How can I efficiently process and execute this function on a huge set of combinations?

Bonus question, can combinations be generated concurrently?

Update: I already know how to generate them conventionally, its more a case of making it efficient.

Jakob Bowyer
  • 33,878
  • 8
  • 76
  • 91
  • does the 'depth' remain constant during a computation. So for one run of the algorithm your output is all `depth=6` combinations of words from the 160 length input or all combinations of words in the range `[1,6]`? – Matti Lyra Feb 10 '14 at 09:42
  • @MattiLyra Ideally I want depth to go from [n..2] but let me focus on one for now, and removed line for clarity – Jakob Bowyer Feb 10 '14 at 09:44
  • Well that would give you one way of parallelising the combinations, run each of the `n=3, n=4 ... n=n` in parallel as they don't depend on each other. – Matti Lyra Feb 10 '14 at 09:46
  • @MattiLyra It might be wasted calculation if the results from one collection of combinations are always in the enxt – Jakob Bowyer Feb 10 '14 at 09:48
  • 2
    I have no idea who voted to close this question. This question is perfectly fine for SO. – amit Feb 10 '14 at 11:00

2 Answers2

1

One approach will be to first calculate how much parallelism you can get, based on the number of threads you've got. Let the number of threads be T, and split the work as follows:

  • sort the elements according to some total ordering.
  • Find the smallest number d such that Choose(n,d) >= T.
  • Find all combinations of 'depth' (exactly) d (typically much lower than to depth d, and computable on one core).
  • Now, spread the work to your T cores, each getting a set of 'prefixes' (each prefix c is a combination of size d), and for each case, find all the suffixes that their 'smallest' element is 'bigger' than max(c) according to the total ordering.

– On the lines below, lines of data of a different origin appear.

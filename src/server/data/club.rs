//! Club data repository for database operations.
//!
//! Provides `ClubRepository` for creating clubs, reading them in the shapes the API
//! needs and answering the ownership question used by every owner-only mutation.

use sea_orm::{
    ActiveModelTrait, ActiveValue, ColumnTrait, ConnectionTrait, DbErr, EntityTrait,
    PaginatorTrait, QueryFilter, QueryOrder,
};

use crate::server::model::club::{Club, ClubDetails, CreateClubParams};

pub struct ClubRepository<'a, C: ConnectionTrait> {
    db: &'a C,
}

impl<'a, C: ConnectionTrait> ClubRepository<'a, C> {
    /// Creates a new ClubRepository instance.
    ///
    /// # Arguments
    /// - `db` - Connection or open transaction to run queries on
    pub fn new(db: &'a C) -> Self {
        Self { db }
    }

    /// Inserts a club owned by `params.created_by`.
    ///
    /// # Returns
    /// - `Ok(Club)` - The created club with its generated id
    /// - `Err(DbErr)` - Database error, including a foreign key violation when the
    ///   creator does not exist
    pub async fn create(&self, params: CreateClubParams) -> Result<Club, DbErr> {
        let entity = entity::club::ActiveModel {
            name: ActiveValue::Set(params.name),
            description: ActiveValue::Set(params.description),
            created_by: ActiveValue::Set(params.created_by),
            ..Default::default()
        }
        .insert(self.db)
        .await?;

        Ok(Club::from_entity(entity))
    }

    pub async fn exists(&self, id: i32) -> Result<bool, DbErr> {
        let count = entity::prelude::Club::find_by_id(id).count(self.db).await?;

        Ok(count > 0)
    }

    /// Checks whether `user_id` created the club `club_id`.
    ///
    /// True only when exactly one club row matches both the id and the creator.
    /// A missing club and a club owned by someone else both return false.
    ///
    /// # Returns
    /// - `Ok(true)` - Caller owns the club
    /// - `Ok(false)` - Club absent or owned by another user
    /// - `Err(DbErr)` - Database error during count query
    pub async fn is_owned_by(&self, club_id: i32, user_id: i32) -> Result<bool, DbErr> {
        let count = entity::prelude::Club::find()
            .filter(entity::club::Column::Id.eq(club_id))
            .filter(entity::club::Column::CreatedBy.eq(user_id))
            .count(self.db)
            .await?;

        Ok(count == 1)
    }

    /// Gets a club joined with its creator's username.
    ///
    /// # Returns
    /// - `Ok(Some(ClubDetails))` - Club and creator found
    /// - `Ok(None)` - No club with that id, or its creator row is missing
    /// - `Err(DbErr)` - Database error during query
    pub async fn get_details(&self, id: i32) -> Result<Option<ClubDetails>, DbErr> {
        let result = entity::prelude::Club::find_by_id(id)
            .find_also_related(entity::prelude::User)
            .one(self.db)
            .await?;

        Ok(match result {
            Some((club, Some(creator))) => Some(ClubDetails {
                club_name: club.name,
                description: club.description,
                creator_username: creator.username,
            }),
            _ => None,
        })
    }

    /// Gets every club ordered by id.
    pub async fn get_all(&self) -> Result<Vec<Club>, DbErr> {
        let entities = entity::prelude::Club::find()
            .order_by_asc(entity::club::Column::Id)
            .all(self.db)
            .await?;

        Ok(entities.into_iter().map(Club::from_entity).collect())
    }

    /// Gets the clubs created by `user_id` ordered by id.
    pub async fn get_by_creator(&self, user_id: i32) -> Result<Vec<Club>, DbErr> {
        let entities = entity::prelude::Club::find()
            .filter(entity::club::Column::CreatedBy.eq(user_id))
            .order_by_asc(entity::club::Column::Id)
            .all(self.db)
            .await?;

        Ok(entities.into_iter().map(Club::from_entity).collect())
    }
}
pub use sea_orm_migration::prelude::*;

mod m20241015_000001_create_user_table;
mod m20241015_000002_create_club_table;
mod m20241015_000003_create_club_meeting_table;
mod m20241015_000004_create_club_subscription_table;
mod m20241015_000005_create_club_notification_table;

pub struct Migrator;

#[async_trait::async_trait]
impl MigratorTrait for Migrator {
    fn migrations() -> Vec<Box<dyn MigrationTrait>> {
        vec![
            Box::new(m20241015_000001_create_user_table::Migration),
            Box::new(m20241015_000002_create_club_table::Migration),
            Box::new(m20241015_000003_create_club_meeting_table::Migration),
            Box::new(m20241015_000004_create_club_subscription_table::Migration),
            Box::new(m20241015_000005_create_club_notification_table::Migration),
        ]
    }
}
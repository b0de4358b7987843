//! Server-side domain models and operation parameters.
//!
//! Repositories convert SeaORM entity models into these types at the data layer
//! boundary; controllers convert them into wire DTOs. Parameter structs carry the
//! validated input of a single operation.

pub mod club;
pub mod meeting;
pub mod notification;
pub mod subscription;
pub mod user;
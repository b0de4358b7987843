//! Notification domain models and parameters.
//!
//! Notifications are append-only broadcast messages. Readers pull them; nothing is
//! pushed to subscribers.

use chrono::{DateTime, Utc};

use crate::model::notification::{NotificationDto, SendNotificationDto};

#[derive(Debug, Clone, PartialEq)]
pub struct Notification {
    pub id: i32,
    pub club_id: i32,
    pub message: String,
    pub created_at: DateTime<Utc>,
}

impl Notification {
    pub fn from_entity(entity: entity::club_notification::Model) -> Self {
        Self {
            id: entity.id,
            club_id: entity.club_id,
            message: entity.message,
            created_at: entity.created_at,
        }
    }
}

/// Notification joined with the name of its club.
#[derive(Debug, Clone, PartialEq)]
pub struct ClubNotification {
    pub notification: Notification,
    pub club_name: String,
}

impl ClubNotification {
    pub fn into_dto(self) -> NotificationDto {
        NotificationDto {
            id: self.notification.id,
            club_id: self.notification.club_id,
            club_name: self.club_name,
            message: self.notification.message,
            created_at: self.notification.created_at,
        }
    }
}

#[derive(Debug, Clone)]
pub struct CreateNotificationParams {
    pub club_id: i32,
    pub message: String,
}

impl CreateNotificationParams {
    pub fn from_dto(dto: SendNotificationDto) -> Self {
        Self {
            club_id: dto.club_id,
            message: dto.message,
        }
    }
}
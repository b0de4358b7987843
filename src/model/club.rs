use chrono::{DateTime, Utc};
use serde::{Deserialize, Serialize};
use utoipa::ToSchema;

#[derive(Serialize, Deserialize, ToSchema, PartialEq, Clone, Debug)]
#[serde(rename_all = "camelCase")]
pub struct CreateClubDto {
    pub name: String,
    pub description: String,
    pub event_name: String,
    pub meeting_time: DateTime<Utc>,
}

#[derive(Serialize, Deserialize, ToSchema, PartialEq, Clone, Debug)]
#[serde(rename_all = "camelCase")]
pub struct CreatedClubDto {
    pub message: String,
    pub club_id: i32,
    pub meeting_id: i32,
}

#[derive(Serialize, Deserialize, ToSchema, PartialEq, Clone, Debug)]
#[serde(rename_all = "camelCase")]
pub struct ClubDto {
    pub id: i32,
    pub name: String,
    pub description: String,
    pub created_by: i32,
}

/// Club view joined with its creator, used by the club details page.
#[derive(Serialize, Deserialize, ToSchema, PartialEq, Clone, Debug)]
#[serde(rename_all = "camelCase")]
pub struct ClubDetailsDto {
    pub club_name: String,
    pub description: String,
    /// Username of the creating user.
    pub created_by: String,
}

#[derive(Serialize, Deserialize, ToSchema, PartialEq, Clone, Debug)]
#[serde(rename_all = "camelCase")]
pub struct ClubSummaryDto {
    pub id: i32,
    pub name: String,
}
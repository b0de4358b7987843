use sea_orm::{ConnectionTrait, DatabaseConnection};

use crate::server::{
    data::{club::ClubRepository, subscription::SubscriptionRepository},
    error::AppError,
    model::subscription::{Subscriber, SubscriptionCount},
    service::transaction,
};

pub struct SubscriptionService<'a> {
    db: &'a DatabaseConnection,
}

impl<'a> SubscriptionService<'a> {
    pub fn new(db: &'a DatabaseConnection) -> Self {
        Self { db }
    }

    /// Subscribes or unsubscribes a user.
    ///
    /// Both directions are idempotent: subscribing twice keeps one row, unsubscribing
    /// without a subscription is a no-op.
    ///
    /// # Arguments
    /// - `user_id` - The caller
    /// - `club_id` - Club to join or leave
    /// - `subscribed` - `true` to subscribe, `false` to unsubscribe
    ///
    /// # Returns
    /// - `Ok(true)` - Stored membership changed
    /// - `Ok(false)` - Already in the requested state
    /// - `Err(AppError::NotFound)` - Subscribing to a club that does not exist
    pub async fn set_subscription(
        &self,
        user_id: i32,
        club_id: i32,
        subscribed: bool,
    ) -> Result<bool, AppError> {
        let txn = transaction::begin(self.db).await?;
        let result = Self::apply_subscription(&txn, user_id, club_id, subscribed).await;
        let changed = transaction::finish(txn, result).await?;

        tracing::debug!(user_id, club_id, subscribed, changed, "Set subscription");

        Ok(changed)
    }

    async fn apply_subscription<C: ConnectionTrait>(
        txn: &C,
        user_id: i32,
        club_id: i32,
        subscribed: bool,
    ) -> Result<bool, AppError> {
        let repo = SubscriptionRepository::new(txn);

        if !subscribed {
            return Ok(repo.unsubscribe(user_id, club_id).await?);
        }

        if !ClubRepository::new(txn).exists(club_id).await? {
            return Err(AppError::NotFound(format!("Club {} not found", club_id)));
        }

        Ok(repo.subscribe(user_id, club_id).await?)
    }

    pub async fn get_club_ids(&self, user_id: i32) -> Result<Vec<i32>, AppError> {
        Ok(SubscriptionRepository::new(self.db)
            .get_club_ids_by_user(user_id)
            .await?)
    }

    /// Gets subscriber counts for every club with at least one subscriber.
    pub async fn get_counts(&self) -> Result<Vec<SubscriptionCount>, AppError> {
        Ok(SubscriptionRepository::new(self.db).count_by_club().await?)
    }

    pub async fn get_subscribers(&self, club_id: i32) -> Result<Vec<Subscriber>, AppError> {
        Ok(SubscriptionRepository::new(self.db)
            .get_subscribers(club_id)
            .await?)
    }
}
use axum::{
    http::StatusCode,
    response::{IntoResponse, Response},
    Json,
};
use thiserror::Error;

use crate::model::api::ErrorDto;

#[derive(Error, Debug)]
pub enum AuthError {
    /// No caller identity is attached to the session.
    ///
    /// Results in a 401 Unauthorized response.
    #[error("No user ID in session")]
    UserNotInSession,

    /// The session references a user that no longer exists.
    ///
    /// Results in a 401 Unauthorized response; the stale session should be discarded.
    #[error("User {0} from session not found in database")]
    UserNotInDatabase(i32),

    /// Caller is authenticated but is not the creator of the club they tried to act on.
    ///
    /// Expected, user-facing outcome of the ownership check. Never retried.
    /// Results in a 403 Forbidden response.
    #[error("User {user_id} is not the owner of club {club_id}")]
    NotClubOwner {
        /// Caller attempting the operation.
        user_id: i32,
        /// Club the operation targeted.
        club_id: i32,
    },
}

/// Converts authentication errors into HTTP responses.
///
/// - `UserNotInSession` / `UserNotInDatabase` → 401 Unauthorized
/// - `NotClubOwner` → 403 Forbidden
///
/// Errors are logged at debug level; client-facing messages stay generic.
impl IntoResponse for AuthError {
    fn into_response(self) -> Response {
        tracing::debug!("{}", self);

        match self {
            Self::UserNotInSession | Self::UserNotInDatabase(_) => (
                StatusCode::UNAUTHORIZED,
                Json(ErrorDto {
                    error: "You must be logged in to do that".to_string(),
                }),
            )
                .into_response(),
            Self::NotClubOwner { .. } => (
                StatusCode::FORBIDDEN,
                Json(ErrorDto {
                    error: "You are not authorized to manage this club".to_string(),
                }),
            )
                .into_response(),
        }
    }
}
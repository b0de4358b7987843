use sea_orm::{DatabaseConnection, DatabaseTransaction, TransactionTrait};

use crate::server::error::AppError;

/// Commits `txn` when `result` is Ok and rolls it back otherwise.
///
/// The original error is returned even if the rollback itself fails.
pub async fn finish<T>(
    txn: DatabaseTransaction,
    result: Result<T, AppError>,
) -> Result<T, AppError> {
    match result {
        Ok(value) => {
            txn.commit().await?;
            Ok(value)
        }
        Err(e) => {
            if let Err(rollback_err) = txn.rollback().await {
                tracing::error!("Failed to roll back transaction: {}", rollback_err);
            }
            Err(e)
        }
    }
}

/// Opens a transaction on the pool.
///
/// Pair with [`finish`] so the outcome of the work decides commit or rollback.
pub async fn begin(db: &DatabaseConnection) -> Result<DatabaseTransaction, AppError> {
    Ok(db.begin().await?)
}
use sea_orm::{sea_query::TableCreateStatement, ConnectionTrait, Database, DatabaseConnection};
use std::sync::Arc;
use time::Duration;
use tower_sessions::{Expiry, Session};
use tower_sessions_sqlx_store::SqliteStore;

use crate::error::TestError;

/// Test context containing database connection and session.
///
/// Provides an in-memory SQLite database connection and session for isolated
/// testing. Both are created lazily on first access and persist for the
/// lifetime of the test context.
pub struct TestContext {
    /// Connection to the in-memory SQLite instance, created on first use.
    pub db: Option<DatabaseConnection>,

    /// Session backed by the same in-memory database, created on first use.
    pub session: Option<Session>,
}

impl TestContext {
    /// Creates a new empty test context.
    pub fn new() -> Self {
        Self {
            db: None,
            session: None,
        }
    }

    /// Gets or creates the in-memory SQLite database connection.
    ///
    /// # Returns
    /// - `Ok(&DatabaseConnection)` - Reference to the database connection
    /// - `Err(TestError::Database)` - Failed to connect to in-memory SQLite database
    pub async fn database(&mut self) -> Result<&DatabaseConnection, TestError> {
        match self.db {
            Some(ref db) => Ok(db),
            None => {
                let db = Database::connect("sqlite::memory:").await?;

                let db_ref = self.db.insert(db);

                Ok(&*db_ref)
            }
        }
    }

    /// Creates database tables from the provided CREATE TABLE statements.
    ///
    /// # Arguments
    /// - `stmts` - CREATE TABLE statements to execute in order
    ///
    /// # Returns
    /// - `Ok(())` - All tables created successfully
    /// - `Err(TestError::Database)` - Failed to create one or more tables
    pub async fn with_tables(&mut self, stmts: Vec<TableCreateStatement>) -> Result<(), TestError> {
        let db = self.database().await?;

        for stmt in stmts {
            db.execute(&stmt).await?;
        }

        Ok(())
    }

    /// Gets or creates the test session instance.
    ///
    /// On first call this initializes the database if needed, migrates the session
    /// store table and creates a fresh session. Subsequent calls return the same
    /// session.
    ///
    /// # Returns
    /// - `Ok(&Session)` - Reference to the session instance
    /// - `Err(TestError)` - Failed to initialize database or session table
    pub async fn session(&mut self) -> Result<&Session, TestError> {
        match self.session {
            Some(ref session) => Ok(session),
            None => {
                let db = self.database().await?;

                let pool = db.get_sqlite_connection_pool();
                let session_store = SqliteStore::new(pool.clone());

                session_store
                    .migrate()
                    .await
                    .map_err(|e| TestError::Session(e.to_string()))?;

                let session = Session::new(
                    None,
                    Arc::new(session_store),
                    Some(Expiry::OnInactivity(Duration::days(7))),
                );

                let session_ref = self.session.insert(session);

                Ok(&*session_ref)
            }
        }
    }

    /// Gets or creates both database and session references.
    ///
    /// Avoids borrow checker issues when a test needs both at once.
    ///
    /// # Returns
    /// - `Ok((&DatabaseConnection, &Session))` - References to both database and session
    /// - `Err(TestError)` - Failed to initialize database or session
    pub async fn db_and_session(&mut self) -> Result<(&DatabaseConnection, &Session), TestError> {
        self.database().await?;
        self.session().await?;

        match (self.db.as_ref(), self.session.as_ref()) {
            (Some(db), Some(session)) => Ok((db, session)),
            _ => Err(TestError::Session(
                "test context was not initialized".to_string(),
            )),
        }
    }
}

impl Default for TestContext {
    fn default() -> Self {
        Self::new()
    }
}
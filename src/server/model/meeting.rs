//! Meeting domain models and parameters.

use chrono::{DateTime, Utc};

use crate::model::meeting::{ClubMeetingDto, MeetingDto, RescheduleMeetingDto, ScheduleMeetingDto};

/// A scheduled occurrence belonging to exactly one club.
#[derive(Debug, Clone, PartialEq)]
pub struct Meeting {
    pub id: i32,
    pub club_id: i32,
    pub event_name: String,
    pub meeting_time: DateTime<Utc>,
    pub created_at: DateTime<Utc>,
}

impl Meeting {
    pub fn from_entity(entity: entity::club_meeting::Model) -> Self {
        Self {
            id: entity.id,
            club_id: entity.club_id,
            event_name: entity.event_name,
            meeting_time: entity.meeting_time,
            created_at: entity.created_at,
        }
    }

    pub fn into_dto(self) -> MeetingDto {
        MeetingDto {
            id: self.id,
            event_name: self.event_name,
            meeting_time: self.meeting_time,
            created_at: self.created_at,
        }
    }
}

/// Meeting joined with the name of its club.
#[derive(Debug, Clone, PartialEq)]
pub struct ClubMeeting {
    pub meeting: Meeting,
    pub club_name: String,
}

impl ClubMeeting {
    pub fn into_dto(self) -> ClubMeetingDto {
        ClubMeetingDto {
            id: self.meeting.id,
            club_id: self.meeting.club_id,
            club_name: self.club_name,
            event_name: self.meeting.event_name,
            meeting_time: self.meeting.meeting_time,
        }
    }
}

/// Parameters for inserting a meeting row.
#[derive(Debug, Clone)]
pub struct CreateMeetingParams {
    pub club_id: i32,
    pub event_name: String,
    pub meeting_time: DateTime<Utc>,
}

impl CreateMeetingParams {
    pub fn from_dto(dto: ScheduleMeetingDto) -> Self {
        Self {
            club_id: dto.club_id,
            event_name: dto.event_name,
            meeting_time: dto.meeting_time,
        }
    }
}

/// Parameters for moving a club's earliest meeting.
#[derive(Debug, Clone, Copy)]
pub struct RescheduleMeetingParams {
    pub club_id: i32,
    pub meeting_time: DateTime<Utc>,
}

impl RescheduleMeetingParams {
    pub fn from_dto(dto: RescheduleMeetingDto) -> Self {
        Self {
            club_id: dto.club_id,
            meeting_time: dto.meeting_time,
        }
    }
}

this approach can also be translated nicely to map-reduce paradigm.

map(words): //one mapper
   sort(words) //by some total ordering function
   generate all combiations of depth `d` exactly // NOT K!!!
   for each combination c produced:
       idx <- index in words of max(c) 
       emit(c,words[idx+1:end])
reduce(c1, words): //T reducers
   combinations <- generate all combinations of size k-d from words
   for each c2 in combinations:
      c <- concat(c1,c2)
      emit(c,f(c))
amit
  • 175,853
  • 27
  • 231
  • 333
0

Use one of the many known algorithms to generate combinations. Chase's Twiddle algorithm is one of the best known and perfectly suitable. It captures state in an array, so it can be restarted or seeded if wished.

See Algorithm to return all combinations of k elements from n for lots more.

You can progress through your list at your own pace, using minimal memory and no disk IO. Generating each combination will take a microscopic amount of time compared to the 1 sec or so of your computation.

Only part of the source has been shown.